Mühlfeld Christian, Müller Katharina, Pallesen Lars-Peder, Sandhaus Tim, Madershahian Navis, Richter Joachim, Wahlers Thorsten, Wittwer Thorsten, Ochs Matthias
Institute of Anatomy, University of Bern, Bern, Switzerland.
Anat Rec (Hoboken). 2007 May;290(5):491-500. doi: 10.1002/ar.20518.
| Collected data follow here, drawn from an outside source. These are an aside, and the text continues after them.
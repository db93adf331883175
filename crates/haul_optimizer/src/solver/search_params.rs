use jiff::SignedDuration;

use crate::solver::solution::cost_model::CostModel;

/// When the search stops. The deadline is polled between iterations, so one
/// iteration always runs to completion.
#[derive(Clone, Debug, PartialEq)]
pub enum Termination {
    Duration(SignedDuration),
    Iterations(usize),
}

#[derive(Clone, Debug)]
pub struct SearchParams {
    pub termination: Termination,

    /// Probability of keeping the current assignment instead of moving to one
    /// of the best candidates.
    pub stay_probability: f64,

    pub seed: u64,
    pub cost_model: CostModel,

    /// Return the cheapest assignment seen during the search rather than the
    /// one the walk ended on.
    pub keep_best_solution: bool,
}

impl SearchParams {
    pub const DEFAULT_SEED: u64 = 8;
    pub const DEFAULT_STAY_PROBABILITY: f64 = 0.4;
    pub const DEFAULT_BUDGET: SignedDuration = SignedDuration::from_millis(2000);

    pub fn with_termination(mut self, termination: Termination) -> Self {
        self.termination = termination;
        self
    }
}

impl Default for SearchParams {
    fn default() -> Self {
        Self {
            termination: Termination::Duration(Self::DEFAULT_BUDGET),
            stay_probability: Self::DEFAULT_STAY_PROBABILITY,
            seed: Self::DEFAULT_SEED,
            cost_model: CostModel::TaskEdges,
            keep_best_solution: false,
        }
    }
}
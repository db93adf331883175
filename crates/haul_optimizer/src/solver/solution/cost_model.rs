use serde::{Deserialize, Serialize};

use crate::{problem::topology::Cost, solver::solution::route_assignment::RouteAssignment};

/// Objective minimized by the search.
#[derive(Debug, Clone, Copy, Default, PartialEq, Eq, Serialize, Deserialize)]
#[serde(rename_all = "snake_case")]
pub enum CostModel {
    /// Legs leaving each pickup and delivery, see [`RouteAssignment::cost`].
    #[default]
    TaskEdges,

    /// Task legs plus the approach from each vehicle's home city, see
    /// [`RouteAssignment::route_cost`].
    FullRoute,
}

impl CostModel {
    pub fn evaluate(&self, assignment: &RouteAssignment) -> Cost {
        match self {
            CostModel::TaskEdges => assignment.cost(),
            CostModel::FullRoute => assignment.route_cost(),
        }
    }
}

impl std::fmt::Display for CostModel {
    fn fmt(&self, f: &mut std::fmt::Formatter<'_>) -> std::fmt::Result {
        match self {
            CostModel::TaskEdges => write!(f, "task_edges"),
            CostModel::FullRoute => write!(f, "full_route"),
        }
    }
}
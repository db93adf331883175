use clap::{Parser, Subcommand};
use mimalloc::MiMalloc;

use crate::{auction::AuctionArgs, plan::PlanArgs};

mod auction;
mod output;
mod parsers;
mod plan;
mod search_args;

#[global_allocator]
static GLOBAL: MiMalloc = MiMalloc;

#[derive(Parser)]
#[clap(author, version, about, long_about = None)]
struct Cli {
    #[command(subcommand)]
    command: Commands,

    #[arg(short, long, env = "HAUL_DEBUG")]
    debug: bool,
}

#[derive(Subcommand)]
enum Commands {
    /// Replays the auction of a scenario, bidding on every task in turn
    #[command(visible_alias = "a")]
    Auction {
        #[command(flatten)]
        args: AuctionArgs,
    },
    /// Commits every task of a scenario and prints the vehicle plans
    #[command(visible_alias = "p")]
    Plan {
        #[command(flatten)]
        args: PlanArgs,
    },
}

fn main() -> Result<(), anyhow::Error> {
    dotenvy::from_filename("./.env.local").ok();
    dotenvy::dotenv().ok();

    let cli = Cli::parse();
    tracing_subscriber::fmt()
        .with_max_level(if cli.debug {
            tracing::Level::DEBUG
        } else {
            tracing::Level::INFO
        })
        .init();

    match cli.command {
        Commands::Auction { args } => auction::run(args)?,
        Commands::Plan { args } => plan::run(args)?,
    }

    Ok(())
}
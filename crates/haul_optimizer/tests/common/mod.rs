#![allow(dead_code)]

use std::{path::PathBuf, sync::Arc};

use haul_optimizer::problem::{
    city::{City, CityIdx},
    fleet::Fleet,
    pickup_delivery_problem::PickupDeliveryProblem,
    road_network::RoadNetwork,
    task::Task,
    task_set::TaskSet,
    topology::Topology,
    vehicle::{Vehicle, VehicleBuilder},
};

/// Cities A, B and C with d(A, B) = 10, d(C, A) = 7 and d(B, C) = 12.
pub fn triangle_topology() -> Arc<dyn Topology> {
    Arc::new(
        RoadNetwork::from_distances(vec![
            vec![0.0, 10.0, 7.0],
            vec![10.0, 0.0, 12.0],
            vec![7.0, 12.0, 0.0],
        ])
        .unwrap(),
    )
}

/// `size` x `size` grid of cities with unit spacing, city `y * size + x`
/// sitting at `(x, y)`.
pub fn grid_topology(size: usize) -> Arc<dyn Topology> {
    let cities = (0..size * size)
        .map(|index| {
            City::new(
                format!("c{index}"),
                (index % size) as f64,
                (index / size) as f64,
            )
        })
        .collect();

    Arc::new(RoadNetwork::from_euclidean(cities))
}

pub fn vehicle(id: &str, capacity: u32, cost_per_km: f64, home_city: usize) -> Vehicle {
    let mut builder = VehicleBuilder::default();
    builder
        .set_vehicle_id(id)
        .set_capacity(capacity)
        .set_cost_per_km(cost_per_km)
        .set_home_city(home_city);
    builder.build().unwrap()
}

pub fn fleet(vehicles: Vec<Vehicle>) -> Arc<Fleet> {
    Arc::new(Fleet::new(vehicles).unwrap())
}

pub fn task(id: u32, pickup: usize, delivery: usize, weight: u32) -> Task {
    Task::new(id, CityIdx::new(pickup), CityIdx::new(delivery), weight)
}

pub fn problem(
    topology: Arc<dyn Topology>,
    fleet: Arc<Fleet>,
    tasks: Vec<Task>,
) -> Arc<PickupDeliveryProblem> {
    Arc::new(PickupDeliveryProblem::new(
        topology,
        fleet,
        TaskSet::new(tasks),
    ))
}

/// A deterministic spread of tasks over a grid of `size * size` cities.
pub fn grid_tasks(size: usize, count: usize, max_weight: u32) -> Vec<Task> {
    let num_cities = size * size;

    (0..count)
        .map(|index| {
            let pickup = (index * 7 + 3) % num_cities;
            let delivery = (index * 11 + 5) % num_cities;
            let weight = 1 + (index as u32 * 3) % max_weight;
            task(index as u32, pickup, delivery, weight)
        })
        .collect()
}

pub fn data_fixture_path(fixture: &str) -> PathBuf {
    let current_working_dir = std::env::current_dir().unwrap();

    current_working_dir
        .join("../../data/fixtures/")
        .join(fixture)
        .canonicalize()
        .unwrap()
}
A major aim in lung transplantation is to prevent the loss of structural integrity due to ischemia and reperfusion (I/R) injury. Preservation solutions protect the lung against I/R injury to a variable extent. We compared the influence of two extracellular-type preservation solutions (Perfadex, or PX, and Celsior, or CE) on the morphological alterations induced by I/R. Pigs were randomly assigned to sham (n = 4), PX (n = 5), or CE (n = 2) group. After flush perfusion with PX or CE, donor lungs were excised and stored for 27 hr at 4 degrees C. The left donor lung was implanted into the recipient, reperfused for 6 hr, and, afterward, prepared for light and electron microscopy. Intra-alveolar, septal, and peribronchovascular edema as well as the integrity of the blood-air barrier were determined stereologically. Intra-alveolar edema was more pronounced in CE (219.80 +/- 207.55 ml) than in PX (31.46 +/- 15.75 ml). Peribronchovascular (sham: 13.20 +/- 4.99 ml; PX: 15.57 +/- 5.53 ml; CE: 31.56 +/- 5.78 ml) and septal edema (thickness of alveolar septal interstitium, sham: 98 +/- 33 nm; PX: 84 +/- 8 nm; CE: 249 +/- 85 nm) were only found in CE. The blood-air barrier was similarly well preserved in sham and PX but showed larger areas of swollen and fragmented epithelium or endothelium in CE. The present study shows that Perfadex effectively prevents intra-alveolar, septal, and peribronchovascular edema formation as well as injury of the blood-air barrier during I/R. Celsior was not effective in preserving the lung from morphological I/R injury.
肺移植的一个主要目标是防止因缺血再灌注(I/R)损伤导致结构完整性丧失。保存液在不同程度上保护肺免受I/R损伤。我们比较了两种细胞外型保存液(Perfadex,简称PX,和Celsior,简称CE)对I/R诱导的形态学改变的影响。将猪随机分为假手术组(n = 4)、PX组(n = 5)或CE组(n = 2)。用PX或CE进行冲洗灌注后,切除供体肺并在4℃下保存27小时。将左供体肺植入受体,再灌注6小时,然后制备用于光镜和电镜检查的样本。通过体视学方法确定肺泡内、间隔和支气管血管周围水肿以及气血屏障的完整性。CE组的肺泡内水肿(219.80±207.55 ml)比PX组(31.46±15.75 ml)更明显。支气管血管周围水肿(假手术组:13.20±4.99 ml;PX组:15.57±5.53 ml;CE组:31.56±5.78 ml)和间隔水肿(肺泡间隔间质厚度,假手术组:98±33 nm;PX组:84±8 nm;CE组:249±85 nm)仅在CE组中发现。假手术组和PX组的气血屏障保存情况相似,但CE组出现更大面积的上皮或内皮肿胀和破碎。本研究表明,Perfadex可有效防止I/R期间肺泡内、间隔和支气管血管周围水肿形成以及气血屏障损伤。Celsior在保护肺免受形态学I/R损伤方面无效。